The bank has managed to reduce the proportion of revenues eaten up by expenses over the past year in the wholesale division. The unit’s cost-to-income ratio ran at an unsustainable 138 per cent at the end of June 2010. By the end of March 2011 it fell to 99 per cent, still higher than rivals.
In its bid to become a global contender, Nomura has suffered from the fact that Lehman’s overseas divisions depended on the bank’s US operations – which were bought by Barclays – to generate business, say two former senior Nomura officials.
It has failed to capitalise on the woes of its overseas competitors, many of which rebounded from the crisis more quickly than expected.
While the US business is profitable, it is still dramatically sub-scale to international rivals, say analysts.
“It’s a long road to build out a material US franchise, to go beyond servicing just Japanese clients,” said Brad Hintz, analyst from Sanford C Bernstein. “It’s the classic problem of Wall Street: All these (investment banking) businesses are tied together like bungie cords. You can’t do one without the other, and yet profitability comes from only a select few.”
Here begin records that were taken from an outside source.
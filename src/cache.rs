//! The embedder-facing cache.

use kcache_key::CacheKey;
use kcache_store::StoreResult;

use crate::compile::{
    CompileBackend, CompileOrchestrator, CompileReport, CompileResult, SubprocessCompiler,
};
use crate::config::CacheSettings;
use crate::tiers::{TierManager, TierReport};

/// Tiered kernel cache plus the compiler arbitration that fills it.
///
/// Construct one per process and share it by reference; every method takes
/// `&self` and is safe to call from many threads.
#[derive(Debug)]
pub struct Cache {
    tiers: TierManager,
    orchestrator: CompileOrchestrator,
}

impl Cache {
    pub fn new(tiers: TierManager, orchestrator: CompileOrchestrator) -> Self {
        Self {
            tiers,
            orchestrator,
        }
    }

    /// Open the tiers and locate the helper as `settings` describe.
    pub fn from_settings(
        settings: &CacheSettings,
        backend: impl CompileBackend + 'static,
    ) -> StoreResult<Self> {
        let tiers = TierManager::open(settings)?;
        let orchestrator = CompileOrchestrator::new(
            backend,
            SubprocessCompiler::from_settings(settings),
            settings.compile_mode,
        );
        tracing::debug!(
            user = %tiers.user_store().location(),
            sys = ?tiers.sys_store().map(|s| s.location().to_string()),
            mode = %settings.compile_mode,
            "kernel cache ready"
        );
        Ok(Self::new(tiers, orchestrator))
    }

    pub fn tiers(&self) -> &TierManager {
        &self.tiers
    }

    pub fn orchestrator(&self) -> &CompileOrchestrator {
        &self.orchestrator
    }

    pub fn describe(&self) -> TierReport {
        self.tiers.describe()
    }

    /// Cached code for `key`, user tier first.
    pub fn get_code_object(&self, key: &CacheKey) -> Option<Vec<u8>> {
        self.tiers.lookup(key)
    }

    /// Record `code` for `key` in the user tier. Never fails.
    pub fn store_code_object(&self, key: &CacheKey, code: &[u8]) {
        self.tiers.store(key, code)
    }

    /// Return cached code for `key`, compiling and storing it on a miss.
    pub fn cached_compile<G>(&self, key: &CacheKey, generate: G) -> CompileResult<Vec<u8>>
    where
        G: FnOnce(&str) -> String,
    {
        self.cached_compile_report(key, generate).map(|report| report.code)
    }

    /// Like [`Cache::cached_compile`], also reporting how the code was obtained.
    pub fn cached_compile_report<G>(&self, key: &CacheKey, generate: G) -> CompileResult<CompileReport>
    where
        G: FnOnce(&str) -> String,
    {
        self.orchestrator.cached_compile(Some(&self.tiers), key, generate)
    }

    /// Snapshot of the user tier.
    pub fn serialize(&self) -> StoreResult<Vec<u8>> {
        self.tiers.user_store().snapshot()
    }

    /// Merge a snapshot into the user tier; returns the number of entries.
    pub fn deserialize(&self, image: &[u8]) -> StoreResult<usize> {
        self.tiers.user_store().merge(image)
    }
}
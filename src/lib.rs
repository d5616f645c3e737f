//! kcache - JIT GPU kernel cache and compile orchestration
//!
//! Compiled kernels are keyed by name, target architecture, runtime version and
//! a digest of the source generator, and kept in two SQLite-backed tiers: a
//! read-only system tier shipped with an installation and a writable user
//! tier. On a miss the kernel is generated and compiled, in-process when the
//! compiler is free and in a helper process when it is not.

pub mod cache;
pub mod compile;
pub mod config;
pub mod logging;
pub mod precompile;
pub mod tiers;

pub use cache::Cache;
pub use compile::{
    CommandBackend, CompileBackend, CompileError, CompileOrchestrator, CompilePath, CompileReport,
    CompileResult, SubprocessCompiler,
};
pub use config::{CacheSettings, CompileMode, ConfigError};
pub use precompile::{precompile, PrecompileItem, PrecompileSummary};
pub use tiers::{TierManager, TierReport};

pub use kcache_key::{CacheKey, CodeObject, GeneratorSignature, SignatureBuilder};
pub use kcache_store::{OpenMode, PersistentStore, StoreError, StoreLocation, StoreResult};
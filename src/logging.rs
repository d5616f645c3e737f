//! Log setup for the binaries.
//!
//! The library only emits `tracing` events. Binaries call [`init`] once; the
//! filter comes from `KCACHE_LOG` and output always goes to stderr because the
//! helper's stdout carries code objects.

use tracing_subscriber::EnvFilter;

/// Environment variable holding the log filter directive.
pub const LOG_ENV: &str = "KCACHE_LOG";

/// Install a stderr subscriber. `default` applies when `KCACHE_LOG` is unset
/// or invalid. Calling it again is a no-op.
pub fn init(default: &str) {
    let filter = EnvFilter::try_from_env(LOG_ENV).unwrap_or_else(|_| EnvFilter::new(default));

    let _ = tracing_subscriber::fmt()
        .with_env_filter(filter)
        .with_target(false)
        .with_writer(std::io::stderr)
        .try_init();
}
While a stronger US presence is crucial to fulfilling its ambitions, senior executives in Tokyo have lost their appetite for a game-changing acquisition in the US as market conditions have soured, say London-based Nomura bankers.
Europe is a big part of that problem, Nomura executives admit.
Last year, the bank reported Y10bn to Y15bn in quarterly losses in Europe, which offset profits made back in Japan, according to Citigroup’s Makoto Kasai in Tokyo. “It is like they are sending living expenses to the prodigal son overseas,” said one of the former senior officials.
In April, Kenichi Watanabe, chief executive, stressed that the European unit had to improve, after placing Mr Bhattal in charge of wholesale operations. “If Mr Bhattal fails to turn around the global operations this year, he is not going to get another year,” says Hideyasu Ban, analyst at Morgan Stanley MUFG Securities in Tokyo.